Refresh-ahead (XFetch) recompute trigger: now - computed_at + delta_ms * beta * ln(rand()) >= ttl_ms → recompute early. A larger delta_ms (expensive recompute) or larger beta makes early refresh more likely, so the hot, expensive keys refresh before they expire — never producing a synchronized miss.

8. Interface contract¶

GET /product/{id} → { "id": N, "data": {...}, "source": "cache|origin|stale", "age_ms": ... }
POST /product/{id} (writer) → updates origin and applies the configured write mode; returns { "mode": "...", "invalidated": true }.
GET /metrics → Prometheus exposition.
Configured via flags/env: -strategy (naive|singleflight|jitter|refresh-ahead|swr), -write-mode (aside|through|back), -ttl, -jitter-pct, -beta, -origin-latency, -origin-concurrency, -neg-ttl.

9. Key technical challenges¶

Reproducing the herd deterministically. A stampede needs a hot key and a synchronized miss. You must script the expiry so the spike is repeatable, not a lucky accident — DEL the hot key (or let a no-jitter TTL fire) at a known instant while the load is at peak.
Coalescing scope. singleflight collapses concurrent misses to one origin call per process. With multiple API replicas the origin still sees one call per replica. Deciding whether that's acceptable, or whether you need a cross-instance lock (Redis SET NX PX mutex with a short lease), is the real design call — and it has a correctness/latency cost to measure.
Refresh-ahead without thundering on the refresh. Probabilistic early expiration must itself be coalesced, or you've just moved the herd earlier. XFetch's randomness plus singleflight is the combination that works.
Stale-while-revalidate consistency window. Serving stale wins latency but defines a bounded staleness you must state and defend (how stale is too stale for this data?).
Write consistency.

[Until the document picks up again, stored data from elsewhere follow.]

use std::net::SocketAddr;
use std::sync::Arc;
use tokio::sync::RwLock;

use jsonrpsee::server::{ServerBuilder, ServerHandle};

use cairn_anchor::engine::AnchorEngine;

use super::handlers::{AnchorRpcImpl, AnchorRpcServer};
use crate::error::NodeError;
use crate::metrics::NodeMetrics;

/// Start the JSON-RPC HTTP+WS server. Returns the bound address, which
/// differs from `addr` when it asks for port 0.
pub async fn start_rpc_server(
    addr: &str,
    engine: Arc<RwLock<AnchorEngine>>,
    metrics: Arc<NodeMetrics>,
) -> Result<(ServerHandle, SocketAddr), NodeError> {
    let server = ServerBuilder::default()
        .build(addr)
        .await
        .map_err(|e| NodeError::RpcError {
            reason: format!("failed to build RPC server: {}", e),
        })?;
    let local_addr = server.local_addr().map_err(|e| NodeError::RpcError {
        reason: format!("failed to read RPC address: {}", e),
    })?;

    let rpc_impl = AnchorRpcImpl { engine, metrics };
    let handle = server.start(rpc_impl.into_rpc());

    tracing::info!(addr = %local_addr, "RPC server started");

    Ok((handle, local_addr))
}
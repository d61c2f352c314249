//! JSON piece definitions in, placed-road records out.
//!
//! Input layout (`--pieces`):
//! ```json
//! { "pieces": [ { "kind": "curve", "flippable": true,
//!                 "start": { "position": [0, 0, 0] },
//!                 "end": { "position": [5, 0, 5], "rotation_deg": [0, 90, 0] },
//!                 "vertices": [[-1, 0, 0.1], ...] } ] }
//! ```
//! Rotations are roll/pitch/yaw in degrees about x/y/z. `mesh_frame` (default
//! identity) places the boundary vertices relative to the world.

use std::fs;
use std::path::Path;

use anyhow::{Context, Result};
use nalgebra::{UnitQuaternion, Vector3};
use roadgen::frame::AffineFrame;
use roadgen::geom2::convex_hull_edges;
use roadgen::piece::{Catalog, PlacedPiece, Prototype};
use roadgen::shape::PieceShape;
use serde::{Deserialize, Serialize};

#[derive(Clone, Debug, Deserialize, Serialize, PartialEq)]
pub struct FrameDef {
    pub position: [f64; 3],
    #[serde(default)]
    pub rotation_deg: [f64; 3],
    #[serde(default = "unit_scale")]
    pub scale: [f64; 3],
}

fn unit_scale() -> [f64; 3] {
    [1.0; 3]
}

impl Default for FrameDef {
    fn default() -> Self {
        Self {
            position: [0.0; 3],
            rotation_deg: [0.0; 3],
            scale: unit_scale(),
        }
    }
}

impl FrameDef {
    pub fn to_frame(&self) -> AffineFrame {
        let [r, p, y] = self.rotation_deg.map(f64::to_radians);
        AffineFrame::new(
            Vector3::from(self.position),
            UnitQuaternion::from_euler_angles(r, p, y),
            Vector3::from(self.scale),
        )
    }

    pub fn from_frame(frame: &AffineFrame) -> Self {
        let (r, p, y) = frame.rotation.euler_angles();
        Self {
            position: frame.position.into(),
            rotation_deg: [r.to_degrees(), p.to_degrees(), y.to_degrees()],
            scale: frame.scale.into(),
        }
    }
}

#[derive(Clone, Debug, Deserialize)]
pub struct PieceDef {
    pub kind: String,
    /// Also register the mirrored variant.
    #[serde(default)]
    pub flippable: bool,
    pub start: FrameDef,
    pub end: FrameDef,
    #[serde(default)]
    pub mesh_frame: FrameDef,
    pub vertices: Vec<[f64; 3]>,
    #[serde(default)]
    pub infinite_height: bool,
}

#[derive(Clone, Debug, Deserialize)]
pub struct PieceFile {
    pub pieces: Vec<PieceDef>,
}

pub fn load_catalog(path: &Path) -> Result<Catalog> {
    let bytes = fs::read(path).with_context(|| format!("reading {}", path.display()))?;
    let file: PieceFile =
        serde_json::from_slice(&bytes).with_context(|| format!("parsing {}", path.display()))?;
    catalog_from_defs(&file.pieces)
}

pub fn catalog_from_defs(defs: &[PieceDef]) -> Result<Catalog> {
    let mut catalog = Catalog::new();
    for def in defs {
        let vertices: Vec<Vector3<f64>> = def.vertices.iter().map(|&v| Vector3::from(v)).collect();
        let shape = PieceShape::from_boundary(
            def.start.to_frame(),
            def.end.to_frame(),
            &def.mesh_frame.to_frame(),
            &vertices,
            def.infinite_height,
        );
        catalog.insert(Prototype::new(def.kind.clone(), &shape), def.flippable);
    }
    Ok(catalog)
}

/// One placed piece as written to the output file.
#[derive(Clone, Debug, Serialize)]
pub struct PlacedRecord {
    pub seq: u64,
    pub id: String,
    pub start: FrameDef,
    pub end: FrameDef,
    /// Hull corners of the (x, z) footprint, counter-clockwise.
    pub footprint: Vec<[f64; 2]>,
    pub height: [f64; 2],
}

impl From<&PlacedPiece> for PlacedRecord {
    fn from(piece: &PlacedPiece) -> Self {
        let footprint = convex_hull_edges(piece.shape.footprint().vertices())
            .into_iter()
            .map(|(a, _)| [a.x, a.y])
            .collect();
        let height = piece.shape.height();
        Self {
            seq: piece.seq,
            id: piece.id.to_string(),
            start: FrameDef::from_frame(piece.shape.start()),
            end: FrameDef::from_frame(piece.shape.end()),
            footprint,
            height: [height.min(), height.max()],
        }
    }
}

#[cfg(test)]
mod tests {
    use super::*;
    use tempfile::tempdir;

    const CURVE: &str = r#"{
        "pieces": [
            {
                "kind": "curve",
                "flippable": true,
                "start": { "position": [0, 0, 0] },
                "end": { "position": [5, 0, 5], "rotation_deg": [0, 90, 0] },
                "vertices": [
                    [-1, 0, 0.1], [4.9, 0, 0.1], [-1, 0, 6], [4.9, 0, 6],
                    [-1, 0.5, 0.1], [4.9, 0.5, 0.1], [-1, 0.5, 6], [4.9, 0.5, 6]
                ]
            },
            {
                "kind": "straight",
                "start": { "position": [10, 0, 10], "rotation_deg": [0, 90, 0] },
                "end": { "position": [20, 0, 10], "rotation_deg": [0, 90, 0] },
                "mesh_frame": { "position": [10, 0, 10], "rotation_deg": [0, 90, 0] },
                "vertices": [
                    [-1, 0, 0.1], [1, 0, 0.1], [-1, 0, 9.9], [1, 0, 9.9],
                    [-1, 0.5, 0.1], [1, 0.5, 0.1], [-1, 0.5, 9.9], [1, 0.5, 9.9]
                ]
            }
        ]
    }"#;

    #[test]
    fn loads_pieces_with_flipped_variants() {
        let dir = tempdir().unwrap();
        let path = dir.path().join("pieces.json");
        fs::write(&path, CURVE).unwrap();
        let catalog = load_catalog(&path).unwrap();
        let ids: Vec<&str> = catalog.ids().collect();
        assert_eq!(ids, vec!["curve", "curveFlipped", "straight"]);

        // the straight was authored away from the origin; prototypes are re-anchored
        let straight = catalog.get("straight").unwrap();
        let placed = straight.instantiate(&AffineFrame::identity());
        assert!((placed.end().position - Vector3::new(0.0, 0.0, 10.0)).norm() < 1e-9);
    }

    #[test]
    fn missing_file_names_the_path() {
        let dir = tempdir().unwrap();
        let path = dir.path().join("absent.json");
        let err = load_catalog(&path).unwrap_err();
        assert!(format!("{err:#}").contains("absent.json"));
    }

    #[test]
    fn scaled_connection_frames_keep_piece_size() {
        let def = |start_scale: f64| PieceDef {
            kind: "straight".into(),
            flippable: false,
            start: FrameDef {
                scale: [start_scale; 3],
                ..FrameDef::default()
            },
            end: FrameDef {
                position: [0.0, 0.0, 10.0],
                ..FrameDef::default()
            },
            mesh_frame: FrameDef::default(),
            vertices: vec![[-1.0, 0.0, 0.1], [1.0, 0.0, 0.1], [-1.0, 0.5, 9.9], [1.0, 0.5, 9.9]],
            infinite_height: false,
        };
        for start_scale in [1.0, 2.0, 0.0] {
            let catalog = catalog_from_defs(&[def(start_scale)]).unwrap();
            let placed = catalog.get("straight").unwrap().instantiate(&AffineFrame::identity());
            assert!((placed.end().position - Vector3::new(0.0, 0.0, 10.0)).norm() < 1e-9);
            let z = placed.footprint().projection(nalgebra::Vector2::new(0.0, 1.0));
            assert!((z.min() - 0.1).abs() < 1e-9 && (z.max() - 9.9).abs() < 1e-9, "scale {start_scale}");
        }
    }

    #[test]
    fn frame_def_round_trips_through_frames() {
        let frame = FrameDef {
            position: [1.0, 2.0, 3.0],
            rotation_deg: [10.0, 30.0, -45.0],
            scale: [1.0, 1.0, 1.0],
        };
        let back = FrameDef::from_frame(&frame.to_frame());
        for i in 0..3 {
            assert!((back.position[i] - frame.position[i]).abs() < 1e-9);
            assert!((back.rotation_deg[i] - frame.rotation_deg[i]).abs() < 1e-6);
        }
    }
}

Under concurrent read+write, cache-aside has a classic race (a slow read can repopulate a stale value after an invalidation). Write-through avoids it but couples write latency to two stores. You must reproduce the cache-aside race and show it.
Penetration. Requests for keys that don't exist bypass the cache entirely and hammer the origin forever unless you negatively cache the miss.

10. Experiments to run (break it / tune it)¶

Record before/after numbers (origin QPS, API p99, hit rate, timeout count) for each:

Stampede baseline (break it): at peak load, DEL the hot key with the naive strategy. Measure the origin QPS spike (expect thousands of concurrent misses → pool saturation), API p99 (expect seconds), and how long the origin stays saturated. This is your blast radius.
Single-flight (fix it): repeat experiment 1 with singleflight. Origin calls for the hot key should collapse to ~1 per refresh. Plot origin QPS and the coalesce ratio (concurrent misses ÷ origin calls).
Replica fan-out: run experiment 2 with 2 and then 4 API replicas. Show the origin now sees one miss per replica, motivating a Redis-mutex cross-instance lock; measure that variant's origin QPS and added latency.
TTL jitter vs synchronized expiry (avalanche): populate 100k keys with the same TTL, let them all expire at once → mass-expiry storm. Repeat with ±25% jitter. Plot origin QPS over the expiry window for both — synchronized should be a spike, jittered a low plateau.
Refresh-ahead vs on-demand (tune it): refresh-ahead (XFetch) vs naive recompute on the hot, expensive key. Compare p99 and origin load — refresh-ahead should keep p99 flat across the expiry boundary while on-demand shows a latency notch. Sweep beta.
Stale-while-revalidate latency win: swr vs blocking recompute on a miss. Measure the p99 difference for requests that arrive during a refresh, and report the resulting staleness window.
Cold-start / cache fill: start with an empty Redis and turn on full load. Measure how long the origin stays pinned at its ceiling, the API p99 during warm-up, and which strategy reaches steady-state hit rate fastest.
Write consistency (cache-aside race): with concurrent readers and a writer, reproduce the cache-aside stale-repopulation race; then switch to write-through and show it's gone. Report the staleness window for each mode and write-back's reconvergence lag.
Penetration: drive 5% of traffic at non-existent IDs with and without negative caching. Measure origin QPS from misses; show negative caching caps it.

11. Milestones¶

Compose up Redis + slow origin; cache-aside read API; load gen with Zipfian keys; Prometheus + a Grafana board for QPS / hit-rate / origin-load / p99.
Reproduce the stampede (experiment 1) — capture the blast-radius numbers.
Single-flight + replica fan-out + Redis-mutex variant (experiments 2–3).
TTL jitter and the avalanche experiment (experiment 4).
Refresh-ahead (XFetch) and stale-while-revalidate (experiments 5–7).
Write-mode consistency and penetration / negative caching (experiments 8–9); findings note.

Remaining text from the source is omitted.